Souterrain, Letterdunane, Co. Kerry
Co. Kerry |
Settlement Sites
In the east half of a rath near Letterdunane in south-west Kerry, a stone-lintelled doorway opens westward into the ground, blocked now by fallen wood and years of encroaching vegetation.
The opening, roughly a metre wide and less than half a metre deep at its threshold, leads into a souterrain, one of the underground stone-lined passages or chambers that were constructed throughout early medieval Ireland, most likely for storage, refuge, or both. What makes the site quietly odd is less what it contains and more what obscures it: the entrance has not simply aged into ruin, it has been swallowed, its outline surviving in the records but not easily in the landscape.

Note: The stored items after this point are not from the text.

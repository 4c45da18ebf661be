#![no_main]
use libfuzzer_sys::fuzz_target;
use pbwire::varint;

fuzz_target!(|data: &[u8]| {
    // Decoding arbitrary bytes must never panic.
    if let Ok((value, consumed)) = varint::decode(data) {
        assert!(consumed >= 1 && consumed <= varint::MAX_VARINT_LEN);

        // Re-encoding the decoded value is canonical: it never takes more
        // bytes than the input spent, and decodes back to the same value.
        let mut buf = [0u8; varint::MAX_VARINT_LEN];
        let n = varint::encode(value, &mut buf);
        assert!(n <= consumed);
        assert_eq!(n, varint::size_of_unsigned(value));
        let (back, m) = varint::decode(&buf[..n]).expect("canonical form decodes");
        assert_eq!(back, value);
        assert_eq!(m, n);
    }

    // An eight-byte prefix always encodes and decodes losslessly.
    if data.len() >= 8 {
        let mut word = [0u8; 8];
        word.copy_from_slice(&data[..8]);
        let value = u64::from_le_bytes(word);
        let mut buf = [0u8; varint::MAX_VARINT_LEN];
        let n = varint::encode(value, &mut buf);
        let (back, _) = varint::decode(&buf[..n]).expect("decode");
        assert_eq!(back, value);
    }
});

The souterrain sits within a rath, the type of circular earthen enclosure that served as a farmstead during the early medieval period in Ireland, roughly the fifth to twelfth centuries. Raths are among the most common archaeological features in the Irish countryside, though most people pass them without recognition, reading them as odd circular rises in a field. Souterrains are frequently found within raths, dug beneath the enclosed area and accessible from inside, which is consistent with what survives at Letterdunane. The lintelled entrance here, stone slabs laid horizontally across the opening to bear the weight above, represents a straightforward but durable form of construction that has kept the passage mouth identifiable even as the surrounding growth has done its best to close it off entirely.